Da pochi giorni è stata costituita in forma sperimentale, in provincia di Avellino e più precisamente a Calitri, la filiera del legno della Campania. È stato approvato un accordo di intesa fra le aziende del settore del legno; quest’unione dà il via al progetto “Filiera del legno della Campania”, per tutelare le aziende dalla speculazione da parte di altre imprese e a sua volta viene inserita nel programma del “Progetto Alta Irpinia”. Le aziende che hanno deciso di aderire a questo accordo sono tre: la IWT Iavarone Wood Technology, la Rubner HolzBau Sud e Il Pilaccio, quest’ultima è un’impresa agricola-forestale.
Tutto ciò è stato reso possibile grazie all’aiuto e alla collaborazione del comune di Calitri, della Confindustria di Avellino e da Federlegno Arredo. A capo della società Il Pilaccio si trova la famiglia Cembalo Sambiase, la quale possiede circa 100 ettari di boschi di castagni e vigneti. Le aziende Iavarone e Rubner invece, sono nel campo industriale dei legnami da diverso tempo, vantando anni di carriera eccezionale in questo settore.


I loro stabilimenti sono ubicati nell’aria industriale di Calitri. L’IWT di proprietà della famiglia Iavarone, ha eretto un’azienda che offre risultati eccezionali nel campo del legname con l’esatto compito di rendere migliore quest’ultimo garantendo una produzione di lamellare di castagno del tutto sostenibile, grazie all’aiuto e alla totale collaborazione della facoltà di Ingegneria dell’Università del Salento e la Facoltà di Agraria di Portici dell'università Federico II che effettuano ricerche per risultati sempre più innovativi per la tutela dell’ambiente. Seppur nata inizialmente dall’unione di queste tre aziende, la filiera del legno della Campania è interessata a crescere, e presto potranno aderire numerose industrie e società che operano nel campo dell’edilizia e della produzione di mobili sia in Italia che all’estero, in particolar modo Spagna e Francia.

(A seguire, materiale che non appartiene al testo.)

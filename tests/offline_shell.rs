mod common;

use std::time::Duration;

use axum::http::{HeaderMap, StatusCode};
use axum::routing::post;
use axum::Router;
use bytes::Bytes;
use serde_json::{json, Value};

use common::{request_log, spawn, spawn_proxy, temp_public_dir, test_config, RecordedRequest};

#[tokio::test]
async fn precached_shell_survives_backing_file_deletion() -> Result<(), Box<dyn std::error::Error>>
{
    let public = temp_public_dir(&[
        ("index.html", "<html>shell v1</html>"),
        ("manifest.json", "{\"name\":\"translator\"}"),
    ]);
    let (base, state) =
        spawn_proxy(test_config("http://bhashini-test.invalid", public.clone())).await;
    state.worker.install().await.expect("precache");

    std::fs::remove_file(public.join("index.html"))?;
    std::fs::remove_file(public.join("manifest.json"))?;

    let client = reqwest::Client::new();
    // `/` and `/index.html` are separate cache entries for the same file.
    for path in ["/", "/index.html"] {
        let resp = client.get(format!("{base}{path}")).send().await?;
        assert_eq!(resp.status(), reqwest::StatusCode::OK);
        assert_eq!(resp.headers()["content-type"], "text/html");
        assert_eq!(resp.text().await?, "<html>shell v1</html>");
    }
    let resp = client.get(format!("{base}/manifest.json")).send().await?;
    assert_eq!(resp.status(), reqwest::StatusCode::OK);
    assert_eq!(resp.text().await?, "{\"name\":\"translator\"}");
    Ok(())
}

#[tokio::test]
async fn api_reads_always_go_to_the_origin() -> Result<(), Box<dyn std::error::Error>> {
    let public = temp_public_dir(&[
        ("index.html", "<html>shell</html>"),
        ("manifest.json", "{}"),
        ("api/echo", "v1"),
    ]);
    let (base, state) =
        spawn_proxy(test_config("http://bhashini-test.invalid", public.clone())).await;
    state.worker.install().await.expect("precache");

    let client = reqwest::Client::new();
    let resp = client.get(format!("{base}/api/echo")).send().await?;
    assert_eq!(resp.status(), reqwest::StatusCode::OK);
    assert_eq!(resp.text().await?, "v1");

    // A cached copy would keep answering v1 here.
    std::fs::write(public.join("api/echo"), "v2")?;
    let resp = client.get(format!("{base}/api/echo")).send().await?;
    assert_eq!(resp.text().await?, "v2");
    Ok(())
}

#[tokio::test]
async fn mutating_requests_are_not_intercepted() -> Result<(), Box<dyn std::error::Error>> {
    let public = temp_public_dir(&[
        ("index.html", "<html>shell</html>"),
        ("manifest.json", "{}"),
    ]);
    let (base, state) = spawn_proxy(test_config("http://bhashini-test.invalid", public)).await;
    state.worker.install().await.expect("precache");

    let client = reqwest::Client::new();
    for method in [
        reqwest::Method::POST,
        reqwest::Method::PUT,
        reqwest::Method::DELETE,
    ] {
        let resp = client
            .request(method, format!("{base}/index.html"))
            .send()
            .await?;
        assert_eq!(resp.status(), reqwest::StatusCode::NOT_FOUND);
    }

    // Reads are unaffected.
    let resp = client.get(format!("{base}/index.html")).send().await?;
    assert_eq!(resp.status(), reqwest::StatusCode::OK);
    Ok(())
}

#[tokio::test]
async fn a_hit_serves_stale_and_refreshes_in_the_background(
) -> Result<(), Box<dyn std::error::Error>> {
    let public = temp_public_dir(&[
        ("index.html", "<html>shell</html>"),
        ("manifest.json", "{}"),
        ("app.css", "body { color: red }"),
    ]);
    let (base, _state) =
        spawn_proxy(test_config("http://bhashini-test.invalid", public.clone())).await;

    let client = reqwest::Client::new();
    // First read is a miss: fetched from disk and cached.
    let resp = client.get(format!("{base}/app.css")).send().await?;
    assert_eq!(resp.headers()["content-type"], "text/css");
    assert_eq!(resp.text().await?, "body { color: red }");

    std::fs::write(public.join("app.css"), "body { color: blue }")?;

    // The cached copy answers first...
    let resp = client.get(format!("{base}/app.css")).send().await?;
    assert_eq!(resp.text().await?, "body { color: red }");

    // ...and the background refresh replaces it shortly after.
    let mut latest = String::new();
    for _ in 0..100 {
        latest = client
            .get(format!("{base}/app.css"))
            .send()
            .await?
            .text()
            .await?;
        if latest == "body { color: blue }" {
            break;
        }
        tokio::time::sleep(Duration::from_millis(10)).await;
    }
    assert_eq!(latest, "body { color: blue }");
    Ok(())
}

#[tokio::test]
async fn api_routes_are_not_shadowed_by_the_fallback() -> Result<(), Box<dyn std::error::Error>> {
    let log = request_log();
    let upstream = Router::new().route(
        "/v1/translate",
        post({
            let log = log.clone();
            move |headers: HeaderMap, body: Bytes| async move {
                log.lock().unwrap().push(RecordedRequest { headers, body });
                (StatusCode::IM_A_TEAPOT, "teapot")
            }
        }),
    );
    let upstream_url = spawn(upstream).await;
    let public = temp_public_dir(&[
        ("index.html", "<html>shell</html>"),
        ("manifest.json", "{}"),
    ]);
    let (base, state) = spawn_proxy(test_config(&upstream_url, public)).await;
    state.worker.install().await.expect("precache");

    let resp = reqwest::Client::new()
        .post(format!("{base}/api/bhashini/translate"))
        .json(&json!({"q": "hello"}))
        .send()
        .await?;

    // The proxy handler answered (with the upstream's error), not the shell.
    assert_eq!(resp.status(), reqwest::StatusCode::IM_A_TEAPOT);
    let requests = log.lock().unwrap();
    assert_eq!(requests.len(), 1);
    assert_eq!(requests[0].headers.get("x-api-key").unwrap(), "test-key");
    let sent: Value = serde_json::from_slice(&requests[0].body)?;
    assert_eq!(sent["inputText"], "hello");
    Ok(())
}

Il progetto nasce dall’idea di migliorare e tutelare i boschi di castagno, appoggiandosi fedelmente alle ricerche effettuate. Il programma prevede un piano di bonifica di nuove aree agricole non sfruttate, l’utilizzo delle essenze degli alberi del territorio locale e lo sviluppo di nuove piantagioni nuove come ad esempio la ginestra, il pioppo e il cardo. Infine si vuole migliorare la produttività del legno in modo da fornire un impianto eco-sostenibile, avendo così la possibilità di creare nuovi posti di lavoro. Le aziende che sono intenzionate ad aderire a questo progetto appartengono per lo più al settore dell'arredamento.


Queste industrie utilizzeranno solamente i materiali migliori per i loro prodotti curati nei dettagli e originali, offrendo pezzi unici di design relativi a tavoli, sedie, divani e poltrone con materiali resistenti e robusti approvati solo con le migliori certificazioni di tutela dell’ambiente e della rinnovabilità delle risorse. Grazie alla filiera del legno della Campania i boschi del territorio saranno  più controllati e diventerà più facile scongiurare il rischio di incendi. La filiera favorirà quindi un’elevata ricchezza, un aumento della produttività e un maggior rispetto dell’ambiente.